What the task asks:
All entries must be transcribed exactly, down to the last character.

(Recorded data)
+ + + + + + +

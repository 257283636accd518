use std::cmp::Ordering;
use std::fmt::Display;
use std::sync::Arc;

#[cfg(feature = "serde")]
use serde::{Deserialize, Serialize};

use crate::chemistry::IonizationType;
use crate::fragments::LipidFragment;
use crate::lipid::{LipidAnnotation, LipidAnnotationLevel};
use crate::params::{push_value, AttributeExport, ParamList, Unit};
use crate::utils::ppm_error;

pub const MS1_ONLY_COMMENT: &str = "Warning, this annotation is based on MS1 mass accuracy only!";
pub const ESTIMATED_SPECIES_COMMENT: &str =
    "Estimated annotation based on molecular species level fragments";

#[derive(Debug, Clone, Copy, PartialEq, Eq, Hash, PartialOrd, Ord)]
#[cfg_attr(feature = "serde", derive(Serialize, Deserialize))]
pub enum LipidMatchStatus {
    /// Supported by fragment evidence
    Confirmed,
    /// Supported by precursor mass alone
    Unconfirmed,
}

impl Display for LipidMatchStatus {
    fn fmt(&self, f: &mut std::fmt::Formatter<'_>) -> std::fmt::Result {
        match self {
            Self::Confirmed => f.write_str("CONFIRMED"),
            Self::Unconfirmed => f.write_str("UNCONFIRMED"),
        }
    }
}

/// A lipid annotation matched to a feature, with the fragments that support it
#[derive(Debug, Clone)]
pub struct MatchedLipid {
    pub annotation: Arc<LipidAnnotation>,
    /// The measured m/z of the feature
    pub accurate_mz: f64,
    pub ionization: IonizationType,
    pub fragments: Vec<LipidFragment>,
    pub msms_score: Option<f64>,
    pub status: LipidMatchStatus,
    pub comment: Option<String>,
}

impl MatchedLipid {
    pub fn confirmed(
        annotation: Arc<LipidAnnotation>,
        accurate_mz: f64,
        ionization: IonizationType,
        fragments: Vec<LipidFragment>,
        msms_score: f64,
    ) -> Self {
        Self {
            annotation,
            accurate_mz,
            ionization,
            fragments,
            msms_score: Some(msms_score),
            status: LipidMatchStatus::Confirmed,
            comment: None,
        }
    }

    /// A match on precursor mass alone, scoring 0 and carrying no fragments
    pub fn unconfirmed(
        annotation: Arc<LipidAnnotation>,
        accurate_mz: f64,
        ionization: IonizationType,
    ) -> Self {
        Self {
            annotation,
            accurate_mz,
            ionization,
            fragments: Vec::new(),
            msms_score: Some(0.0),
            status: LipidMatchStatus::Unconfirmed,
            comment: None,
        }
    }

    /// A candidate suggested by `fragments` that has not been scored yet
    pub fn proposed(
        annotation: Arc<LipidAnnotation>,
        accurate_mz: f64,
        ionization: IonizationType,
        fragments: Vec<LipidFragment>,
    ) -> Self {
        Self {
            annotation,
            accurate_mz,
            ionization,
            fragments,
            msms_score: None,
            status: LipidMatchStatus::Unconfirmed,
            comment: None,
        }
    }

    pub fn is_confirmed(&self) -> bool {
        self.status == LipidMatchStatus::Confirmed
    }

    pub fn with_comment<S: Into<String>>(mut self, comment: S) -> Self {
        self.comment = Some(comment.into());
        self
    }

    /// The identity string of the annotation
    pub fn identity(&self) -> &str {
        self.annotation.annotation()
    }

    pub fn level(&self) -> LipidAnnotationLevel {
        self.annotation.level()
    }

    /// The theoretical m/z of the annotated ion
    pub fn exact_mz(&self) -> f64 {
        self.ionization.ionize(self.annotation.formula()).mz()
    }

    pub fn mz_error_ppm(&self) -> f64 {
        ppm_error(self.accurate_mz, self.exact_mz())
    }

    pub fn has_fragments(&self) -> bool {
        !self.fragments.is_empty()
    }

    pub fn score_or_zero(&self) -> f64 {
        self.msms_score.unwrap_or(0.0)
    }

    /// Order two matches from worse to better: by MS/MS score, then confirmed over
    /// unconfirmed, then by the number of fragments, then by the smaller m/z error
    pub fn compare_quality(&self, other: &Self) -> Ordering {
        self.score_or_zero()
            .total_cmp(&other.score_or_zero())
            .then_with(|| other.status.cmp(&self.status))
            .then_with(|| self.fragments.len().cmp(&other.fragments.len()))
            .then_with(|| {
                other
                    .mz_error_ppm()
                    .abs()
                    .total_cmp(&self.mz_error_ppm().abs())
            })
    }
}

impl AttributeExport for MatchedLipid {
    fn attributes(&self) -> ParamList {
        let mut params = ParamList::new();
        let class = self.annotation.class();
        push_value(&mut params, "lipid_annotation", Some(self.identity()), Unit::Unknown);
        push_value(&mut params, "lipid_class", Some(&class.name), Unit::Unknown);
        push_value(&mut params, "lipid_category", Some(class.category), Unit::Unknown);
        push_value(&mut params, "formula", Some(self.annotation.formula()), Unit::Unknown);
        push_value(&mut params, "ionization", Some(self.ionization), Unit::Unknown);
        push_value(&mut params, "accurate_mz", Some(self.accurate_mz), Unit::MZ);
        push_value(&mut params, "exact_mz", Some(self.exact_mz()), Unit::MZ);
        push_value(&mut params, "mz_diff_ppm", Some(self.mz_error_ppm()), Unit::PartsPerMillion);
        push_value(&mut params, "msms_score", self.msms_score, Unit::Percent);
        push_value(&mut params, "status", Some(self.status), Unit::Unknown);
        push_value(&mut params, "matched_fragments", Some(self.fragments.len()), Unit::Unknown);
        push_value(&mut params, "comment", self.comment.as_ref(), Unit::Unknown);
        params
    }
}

+ + + + + + +

Reply to the exercise:
repository 257283636accd518
use std::cmp::Ordering;
use std::fmt::Display;
use std::sync::Arc;

#[cfg(feature = "serde")]
use serde::{Deserialize, Serialize};

use crate::chemistry::IonizationType;
use crate::fragments::LipidFragment;
use crate::lipid::{LipidAnnotation, LipidAnnotationLevel};
use crate::params::{push_value, AttributeExport, ParamList, Unit};
use crate::utils::ppm_error;

pub const MS1_ONLY_COMMENT: &str = "Warning, this annotation is based on MS1 mass accuracy only!";
pub const ESTIMATED_SPECIES_COMMENT: &str =
    "Estimated annotation based on molecular species level fragments";

#[derive(Debug, Clone, Copy, PartialEq, Eq, Hash, PartialOrd, Ord)]
#[cfg_attr(feature = "serde", derive(Serialize, Deserialize))]
pub enum LipidMatchStatus {
    /// Supported by fragment evidence
    Confirmed,
    /// Supported by precursor mass alone
    Unconfirmed,
}

impl Display for LipidMatchStatus {
    fn fmt(&self, f: &mut std::fmt::Formatter<'_>) -> std::fmt::Result {
        match self {
            Self::Confirmed => f.write_str("CONFIRMED"),
            Self::Unconfirmed => f.write_str("UNCONFIRMED"),
        }
    }
}

/// A lipid annotation matched to a feature, with the fragments that support it
#[derive(Debug, Clone)]
pub struct MatchedLipid {
    pub annotation: Arc<LipidAnnotation>,
    /// The measured m/z of the feature
    pub accurate_mz: f64,
    pub ionization: IonizationType,
    pub fragments: Vec<LipidFragment>,
    pub msms_score: Option<f64>,
    pub status: LipidMatchStatus,
    pub comment: Option<String>,
}

impl MatchedLipid {
    pub fn confirmed(
        annotation: Arc<LipidAnnotation>,
        accurate_mz: f64,
        ionization: IonizationType,
        fragments: Vec<LipidFragment>,
        msms_score: f64,
    ) -> Self {
        Self {
            annotation,
            accurate_mz,
            ionization,
            fragments,
            msms_score: Some(msms_score),
            status: LipidMatchStatus::Confirmed,
            comment: None,
        }
    }

    /// A match on precursor mass alone, scoring 0 and carrying no fragments
    pub fn unconfirmed(
        annotation: Arc<LipidAnnotation>,
        accurate_mz: f64,
        ionization: IonizationType,
    ) -> Self {
        Self {
            annotation,
            accurate_mz,
            ionization,
            fragments: Vec::new(),
            msms_score: Some(0.0),
            status: LipidMatchStatus::Unconfirmed,
            comment: None,
        }
    }

    /// A candidate suggested by `fragments` that has not been scored yet
    pub fn proposed(
        annotation: Arc<LipidAnnotation>,
        accurate_mz: f64,
        ionization: IonizationType,
        fragments: Vec<LipidFragment>,
    ) -> Self {
        Self {
            annotation,
            accurate_mz,
            ionization,
            fragments,
            msms_score: None,
            status: LipidMatchStatus::Unconfirmed,
            comment: None,
        }
    }

    pub fn is_confirmed(&self) -> bool {
        self.status == LipidMatchStatus::Confirmed
    }

    pub fn with_comment<S: Into<String>>(mut self, comment: S) -> Self {
        self.comment = Some(comment.into());
        self
    }

    /// The identity string of the annotation
    pub fn identity(&self) -> &str {
        self.annotation.annotation()
    }

    pub fn level(&self) -> LipidAnnotationLevel {
        self.annotation.level()
    }

    /// The theoretical m/z of the annotated ion
    pub fn exact_mz(&self) -> f64 {
        self.ionization.ionize(self.annotation.formula()).mz()
    }

    pub fn mz_error_ppm(&self) -> f64 {
        ppm_error(self.accurate_mz, self.exact_mz())
    }

    pub fn has_fragments(&self) -> bool {
        !self.fragments.is_empty()
    }

    pub fn score_or_zero(&self) -> f64 {
        self.msms_score.unwrap_or(0.0)
    }

    /// Order two matches from worse to better: by MS/MS score, then confirmed over
    /// unconfirmed, then by the number of fragments, then by the smaller m/z error
    pub fn compare_quality(&self, other: &Self) -> Ordering {
        self.score_or_zero()
            .total_cmp(&other.score_or_zero())
            .then_with(|| other.status.cmp(&self.status))
            .then_with(|| self.fragments.len().cmp(&other.fragments.len()))
            .then_with(|| {
                other
                    .mz_error_ppm()
                    .abs()
                    .total_cmp(&self.mz_error_ppm().abs())
            })
    }
}

impl AttributeExport for MatchedLipid {
    fn attributes(&self) -> ParamList {
        let mut params = ParamList::new();
        let class = self.annotation.class();
        push_value(&mut params, "lipid_annotation", Some(self.identity()), Unit::Unknown);
        push_value(&mut params, "lipid_class", Some(&class.name), Unit::Unknown);
        push_value(&mut params, "lipid_category", Some(class.category), Unit::Unknown);
        push_value(&mut params, "formula", Some(self.annotation.formula()), Unit::Unknown);
        push_value(&mut params, "ionization", Some(self.ionization), Unit::Unknown);
        push_value(&mut params, "accurate_mz", Some(self.accurate_mz), Unit::MZ);
        push_value(&mut params, "exact_mz", Some(self.exact_mz()), Unit::MZ);
        push_value(&mut params, "mz_diff_ppm", Some(self.mz_error_ppm()), Unit::PartsPerMillion);
        push_value(&mut params, "msms_score", self.msms_score, Unit::Percent);
        push_value(&mut params, "status", Some(self.status), Unit::Unknown);
        push_value(&mut params, "matched_fragments", Some(self.fragments.len()), Unit::Unknown);
        push_value(&mut params, "comment", self.comment.as_ref(), Unit::Unknown);
        params
    }
}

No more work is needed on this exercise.